Tout le monde a naturellement le droit d’être candidat à la présidence de la République. Et d’autant plus que cela fait très longtemps que le ridicule ne tue plus personne dans notre beau pays. Mais tout de même !

Si, contrairement à ce qu’avait affirmé Chirac, Juppé n’est sûrement pas « le meilleur d’entre nous », personne ne l’a jamais considéré comme un imbécile, même si ce brillant sujet a tout raté dans sa carrière politique et notamment son passage à Matignon. Mais au fil des années, en gérant très bien sa bonne ville de Bordeaux, il avait su faire oublier ses erreurs de jeunesse et devenir une espèce de vieux sage de la droite française, jouant parfois les arbitres entre bandes rivales, un peu comme les parrains de la maffia sicilienne.

Et voilà que, toujours « droit dans ses bottes », il annonce froidement, ce matin, sur son blog, qu’il sera candidat à primaire de la droite pour la course à l’Elysée.

Comme Fillon, Copé, Xavier Bertrand, Le Maire, NKM et quelques autres, il est convaincu que Hollande ou tout autre candidat du PS sera éliminé dès le premier tour de la présidentielle, que les Français ne voudront pas renouveler l’expérience Sarkozy et qu’il est donc le meilleur et le seul capable de faire l’unanimité et à la primaire et à la présidentielle pour incarner l’union nationale, l’avenir et battre haut-la-main Marine Le Pen au second tour.

Personne dans son entourage n’a osé lui faire remarquer que, pour une grande majorité des électeurs, et notamment les jeunes, il n’était plus qu’un « has been », ayant été Premier ministre il y a 20 ans, c’est-à-dire au siècle dernier, et n’ayant laissé que deux souvenirs : une des plus longues grèves de la Vème République et une dissolution pour le moins malheureuse.

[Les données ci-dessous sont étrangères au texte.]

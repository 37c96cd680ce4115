//! Command-line grammar for one line of a session.

use crate::engine::{Priority, PriorityFilter, TaskId};
use clap::{Parser, Subcommand};

#[derive(Parser, Debug)]
#[command(name = "tasklist", no_binary_name = true, disable_version_flag = true)]
pub struct Line {
    #[command(subcommand)]
    pub command: Command,
}

#[derive(Subcommand, Debug, Clone, PartialEq, Eq)]
pub enum Command {
    /// Add a new task
    Add {
        /// Task priority (defaults to the configured default)
        #[arg(long, short = 'p', value_enum)]
        priority: Option<Priority>,
        /// What needs to be done
        #[arg(trailing_var_arg = true, allow_hyphen_values = true)]
        name: Vec<String>,
    },
    /// Mark a task done, or not done again
    #[command(visible_alias = "done")]
    Toggle {
        #[arg(allow_negative_numbers = true)]
        id: TaskId,
    },
    /// Remove a task
    #[command(visible_alias = "rm")]
    Delete {
        #[arg(allow_negative_numbers = true)]
        id: TaskId,
    },
    /// Show progress and the tasks matching the current filter
    #[command(visible_alias = "ls")]
    List {
        #[arg(long)]
        json: bool,
    },
    /// Only show tasks whose name contains this text (no text clears it)
    Search { text: Vec<String> },
    /// Only show tasks of this priority
    Priority {
        #[arg(value_enum)]
        level: PriorityFilter,
    },
    /// Reset search text and priority filter
    Clear,
    /// Show completion progress
    Progress {
        #[arg(long)]
        json: bool,
    },
    /// Show task counts per priority
    Stats {
        #[arg(long)]
        json: bool,
    },
    /// Show the current motivational quote
    Quote,
    /// End the session
    #[command(visible_alias = "exit")]
    Quit,
}

impl Command {
    /// Returns true for commands that change the task list.
    #[must_use]
    pub fn is_mutation(&self) -> bool {
        matches!(self, Self::Add { .. } | Self::Toggle { .. } | Self::Delete { .. })
    }
}

/// Splits a line into words. Double quotes group words and keep their
/// whitespace verbatim; an unterminated quote runs to the end of the line.
#[must_use]
pub fn tokenize(line: &str) -> Vec<String> {
    let mut words = Vec::new();
    let mut current = String::new();
    let mut in_quotes = false;
    let mut started = false;

    for c in line.chars() {
        match c {
            '"' => {
                in_quotes = !in_quotes;
                started = true;
            }
            c if c.is_whitespace() && !in_quotes => {
                if started {
                    words.push(std::mem::take(&mut current));
                    started = false;
                }
            }
            c => {
                current.push(c);
                started = true;
            }
        }
    }
    if started {
        words.push(current);
    }
    words
}
use anyhow::Result;
use clap::Parser;
use std::io::{self, IsTerminal};
use tasklist::config::{Config, ConfigArgs};
use tasklist::shell::{self, Session};
use tracing_subscriber::EnvFilter;

#[derive(Parser)]
#[command(
    name = "tasklist",
    version,
    about = "A task list for one session: add, check off, filter, track progress"
)]
struct Cli {
    #[command(flatten)]
    config: ConfigArgs,
}

fn main() -> Result<()> {
    let cli = Cli::parse();
    let config = Config::from(cli.config);

    init_tracing(&config);
    if !config.color {
        colored::control::set_override(false);
    }

    let stdin = io::stdin();
    let interactive = stdin.is_terminal();
    let mut session = Session::new(config);
    shell::run(&mut session, stdin.lock(), &mut io::stdout().lock(), interactive)
}

fn init_tracing(config: &Config) {
    let filter = EnvFilter::try_from_env("TASKLIST_LOG")
        .unwrap_or_else(|_| EnvFilter::new(config.log_directive()));
    tracing_subscriber::fmt()
        .with_env_filter(filter)
        .with_writer(io::stderr)
        .with_target(false)
        .init();
}
//! Handler for the `toggle` command.

use crate::engine::TaskId;
use crate::handlers::progress;
use crate::shell::Session;
use anyhow::Result;
use colored::Colorize;
use std::io::Write;

/// Flips a task between done and not done.
///
/// # Errors
/// Returns error if writing output fails.
pub fn handle(session: &mut Session, id: TaskId, out: &mut dyn Write) -> Result<()> {
    let completed = match session.store_mut().toggle_task(id) {
        Ok(completed) => completed,
        Err(err) => {
            writeln!(out, "{} {err}", "✗".red())?;
            return Ok(());
        }
    };

    let name = session
        .store()
        .get(id)
        .map(|t| t.name.clone())
        .unwrap_or_default();
    if completed {
        writeln!(out, "{} Completed [{}] {}", "✓".green(), id.to_string().yellow(), name)?;
    } else {
        writeln!(out, "{} Reopened [{}] {}", "○".dimmed(), id.to_string().yellow(), name)?;
    }

    session.rotate_quote();
    progress::after_change(session, out)
}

On dira que les Français ont la mémoire courte. C’est vrai. Ils ont, par exemple, tous oublié que ce malheureux avait été condamné par la justice et contraint à un exil canadien. Mais maintenant et depuis quelque temps déjà, nos compatriotes ne votent plus qu’« à la gueule du client ». Or, Juppé a « une gueule de vieux » avec son visage tout ratatiné de momie ressortie de son sarcophage.

Les sondages le mettent à égalité avec Sarkozy chez les militants de l’UMP et même avant lui chez les sympathisants de droite, grâce aux centristes. Mais la bagarre n’a pas encore commencé, les jeux sont loin d’être faits et les sondages se sont toujours trompés.

En fait, ce qui est dramatique c’est que, ridicule ou pas, Juppé n’a pas tout à fait tort. Pour l’instant, Sarkozy mis à part, il est le seul candidat plausible. Fillon et Copé se sont autodétruits et les autres ont l’air de blancs-becs même si leurs dents (de lait) ont démesurément poussé ces derniers temps. Et c’est bien là tout le problème de la droite française. Elle n’a personne sous la main et en est réduite à faire ses fonds de tiroir.

Alors qu’aujourd’hui même François Hollande nous répète qu’il entend, contre vents et marées et au milieu de la pire des tempêtes, s’obstiner sur la mauvaise voie avec son pacte de responsabilité et de solidarité et que sa grande idée du jour consisterait à « rendre l’impôt plus juste » (sic !), la droite qui     a un boulevard devant elle se cherche toujours l’homme providentiel et comme Soeur Anne, ne voit rien à l’horizon de 2017.

Juppé peut donc croire aujourd’hui qu’il a une (petite) chance d’être élu… par défaut. Parce que les Français ne voudront ni de Hollande, ni de Valls, ni de Sarkozy, ni de Fillon, ni de Copé, ni de Marine Le Pen. Cela ne serait pas glorieux mais cela fait bien longtemps que nos présidents sont, hélas, élus par défaut.